Task instructions -> Out of the entries that follow, copy each line containing "CatalogContext".

Study material ->

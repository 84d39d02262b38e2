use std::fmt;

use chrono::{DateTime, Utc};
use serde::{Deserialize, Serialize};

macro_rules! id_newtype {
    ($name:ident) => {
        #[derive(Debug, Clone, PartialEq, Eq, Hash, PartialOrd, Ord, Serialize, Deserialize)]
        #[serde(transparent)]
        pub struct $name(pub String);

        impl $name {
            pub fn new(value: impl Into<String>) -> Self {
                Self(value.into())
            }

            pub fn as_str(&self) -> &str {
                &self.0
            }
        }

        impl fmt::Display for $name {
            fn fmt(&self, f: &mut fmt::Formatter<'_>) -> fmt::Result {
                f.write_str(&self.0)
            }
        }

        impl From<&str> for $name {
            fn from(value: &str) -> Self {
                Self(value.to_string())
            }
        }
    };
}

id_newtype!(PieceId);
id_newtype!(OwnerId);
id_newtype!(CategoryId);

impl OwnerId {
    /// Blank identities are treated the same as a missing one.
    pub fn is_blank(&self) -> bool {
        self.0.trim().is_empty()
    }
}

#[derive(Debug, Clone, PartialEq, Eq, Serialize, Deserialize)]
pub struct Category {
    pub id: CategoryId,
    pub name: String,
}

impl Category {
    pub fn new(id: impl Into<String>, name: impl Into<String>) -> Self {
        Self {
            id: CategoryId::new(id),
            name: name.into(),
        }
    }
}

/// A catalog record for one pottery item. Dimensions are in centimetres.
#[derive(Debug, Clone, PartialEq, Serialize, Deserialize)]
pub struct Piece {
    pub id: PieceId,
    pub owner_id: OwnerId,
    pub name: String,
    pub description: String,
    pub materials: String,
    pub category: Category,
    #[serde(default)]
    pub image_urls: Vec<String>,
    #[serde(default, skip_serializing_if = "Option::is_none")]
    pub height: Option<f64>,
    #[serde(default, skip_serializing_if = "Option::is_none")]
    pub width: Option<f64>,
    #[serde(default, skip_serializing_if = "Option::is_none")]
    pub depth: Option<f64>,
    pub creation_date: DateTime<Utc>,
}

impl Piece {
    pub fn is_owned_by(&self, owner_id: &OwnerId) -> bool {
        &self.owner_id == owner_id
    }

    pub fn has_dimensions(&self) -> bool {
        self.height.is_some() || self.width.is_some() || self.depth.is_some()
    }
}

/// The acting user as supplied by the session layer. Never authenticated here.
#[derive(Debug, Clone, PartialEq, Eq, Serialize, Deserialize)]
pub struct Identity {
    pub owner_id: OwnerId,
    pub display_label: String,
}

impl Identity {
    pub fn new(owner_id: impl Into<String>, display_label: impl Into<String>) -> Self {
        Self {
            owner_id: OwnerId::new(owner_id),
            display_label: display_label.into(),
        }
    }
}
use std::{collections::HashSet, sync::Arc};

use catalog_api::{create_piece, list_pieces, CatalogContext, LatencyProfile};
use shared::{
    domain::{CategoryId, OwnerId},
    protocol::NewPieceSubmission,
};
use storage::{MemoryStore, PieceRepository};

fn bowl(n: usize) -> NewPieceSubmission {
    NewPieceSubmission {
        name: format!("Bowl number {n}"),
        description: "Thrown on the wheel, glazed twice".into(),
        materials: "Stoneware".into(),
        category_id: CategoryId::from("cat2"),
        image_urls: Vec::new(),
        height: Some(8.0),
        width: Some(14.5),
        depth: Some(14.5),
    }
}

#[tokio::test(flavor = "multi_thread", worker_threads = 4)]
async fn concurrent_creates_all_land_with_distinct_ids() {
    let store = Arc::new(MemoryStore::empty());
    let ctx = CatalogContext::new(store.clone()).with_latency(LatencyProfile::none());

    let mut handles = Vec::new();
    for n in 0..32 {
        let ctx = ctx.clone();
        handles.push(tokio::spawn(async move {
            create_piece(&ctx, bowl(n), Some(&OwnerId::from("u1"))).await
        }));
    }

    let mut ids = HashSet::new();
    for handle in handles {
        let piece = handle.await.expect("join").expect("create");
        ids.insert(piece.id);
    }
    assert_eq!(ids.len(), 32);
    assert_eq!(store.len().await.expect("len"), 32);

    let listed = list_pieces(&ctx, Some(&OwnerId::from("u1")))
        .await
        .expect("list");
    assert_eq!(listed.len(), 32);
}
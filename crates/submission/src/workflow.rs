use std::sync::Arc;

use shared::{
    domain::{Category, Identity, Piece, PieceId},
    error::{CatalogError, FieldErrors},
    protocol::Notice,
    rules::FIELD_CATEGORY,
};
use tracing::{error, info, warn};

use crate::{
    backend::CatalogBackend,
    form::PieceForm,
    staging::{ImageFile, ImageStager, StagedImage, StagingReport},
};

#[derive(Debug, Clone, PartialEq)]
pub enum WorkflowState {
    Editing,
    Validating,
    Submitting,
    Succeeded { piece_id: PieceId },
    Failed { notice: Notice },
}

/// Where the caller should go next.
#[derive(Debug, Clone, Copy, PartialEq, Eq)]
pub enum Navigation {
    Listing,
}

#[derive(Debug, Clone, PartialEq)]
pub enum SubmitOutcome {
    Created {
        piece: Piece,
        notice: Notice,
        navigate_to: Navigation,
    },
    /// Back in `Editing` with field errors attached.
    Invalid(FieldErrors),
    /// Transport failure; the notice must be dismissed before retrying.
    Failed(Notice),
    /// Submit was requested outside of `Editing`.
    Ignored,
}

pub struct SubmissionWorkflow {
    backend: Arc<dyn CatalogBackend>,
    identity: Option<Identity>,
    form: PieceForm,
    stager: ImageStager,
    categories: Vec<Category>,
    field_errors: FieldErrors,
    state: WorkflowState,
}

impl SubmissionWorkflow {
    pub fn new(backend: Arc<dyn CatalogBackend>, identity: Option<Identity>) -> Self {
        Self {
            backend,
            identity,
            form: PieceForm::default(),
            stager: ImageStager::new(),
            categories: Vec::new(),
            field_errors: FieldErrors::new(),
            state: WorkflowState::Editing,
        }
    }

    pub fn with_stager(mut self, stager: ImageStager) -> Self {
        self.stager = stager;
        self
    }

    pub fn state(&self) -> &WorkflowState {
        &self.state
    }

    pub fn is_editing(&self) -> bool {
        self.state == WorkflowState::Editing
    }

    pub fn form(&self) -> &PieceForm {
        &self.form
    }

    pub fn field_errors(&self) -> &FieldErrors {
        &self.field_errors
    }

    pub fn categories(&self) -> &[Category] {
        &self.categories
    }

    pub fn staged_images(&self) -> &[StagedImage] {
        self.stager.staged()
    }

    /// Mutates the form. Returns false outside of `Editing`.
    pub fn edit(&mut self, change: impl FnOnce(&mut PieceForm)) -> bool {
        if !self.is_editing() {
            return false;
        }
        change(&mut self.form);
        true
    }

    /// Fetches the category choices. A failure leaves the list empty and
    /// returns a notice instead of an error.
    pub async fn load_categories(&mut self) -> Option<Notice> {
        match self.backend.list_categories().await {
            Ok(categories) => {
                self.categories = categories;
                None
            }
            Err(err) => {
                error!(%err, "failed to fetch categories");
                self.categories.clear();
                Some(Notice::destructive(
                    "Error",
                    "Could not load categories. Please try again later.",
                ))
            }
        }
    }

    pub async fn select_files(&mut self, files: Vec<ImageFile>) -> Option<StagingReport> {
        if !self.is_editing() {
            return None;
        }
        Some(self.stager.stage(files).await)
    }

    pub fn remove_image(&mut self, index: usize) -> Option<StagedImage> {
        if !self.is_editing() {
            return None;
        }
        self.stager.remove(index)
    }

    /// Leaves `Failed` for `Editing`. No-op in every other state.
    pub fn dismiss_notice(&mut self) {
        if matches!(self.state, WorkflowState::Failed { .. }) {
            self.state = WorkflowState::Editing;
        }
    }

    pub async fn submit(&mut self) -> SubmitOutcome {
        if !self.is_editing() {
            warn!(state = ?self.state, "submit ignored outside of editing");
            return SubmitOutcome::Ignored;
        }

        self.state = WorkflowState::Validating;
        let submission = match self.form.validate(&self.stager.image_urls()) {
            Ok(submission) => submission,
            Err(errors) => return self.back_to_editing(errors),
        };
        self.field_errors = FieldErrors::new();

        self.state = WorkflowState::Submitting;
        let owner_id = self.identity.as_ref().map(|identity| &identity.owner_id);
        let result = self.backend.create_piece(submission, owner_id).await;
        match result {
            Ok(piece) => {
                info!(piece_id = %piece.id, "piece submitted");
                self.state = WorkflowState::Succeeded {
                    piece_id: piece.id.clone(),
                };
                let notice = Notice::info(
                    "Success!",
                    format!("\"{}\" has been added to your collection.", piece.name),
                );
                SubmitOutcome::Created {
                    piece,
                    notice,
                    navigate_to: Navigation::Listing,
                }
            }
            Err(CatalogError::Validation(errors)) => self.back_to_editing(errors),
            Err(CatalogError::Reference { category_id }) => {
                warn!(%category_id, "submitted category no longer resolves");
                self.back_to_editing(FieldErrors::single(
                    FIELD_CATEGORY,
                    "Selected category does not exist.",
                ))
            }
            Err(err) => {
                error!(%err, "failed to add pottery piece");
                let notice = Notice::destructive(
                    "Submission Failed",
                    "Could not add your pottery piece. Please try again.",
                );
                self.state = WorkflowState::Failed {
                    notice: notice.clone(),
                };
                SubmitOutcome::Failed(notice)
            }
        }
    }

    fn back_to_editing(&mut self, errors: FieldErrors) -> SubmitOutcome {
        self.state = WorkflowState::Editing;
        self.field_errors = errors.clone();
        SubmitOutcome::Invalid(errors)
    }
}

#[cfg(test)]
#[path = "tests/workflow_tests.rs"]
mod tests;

The completed task ->
use catalog_api::{create_piece, list_pieces, CatalogContext, LatencyProfile};
    let ctx = CatalogContext::new(store.clone()).with_latency(LatencyProfile::none());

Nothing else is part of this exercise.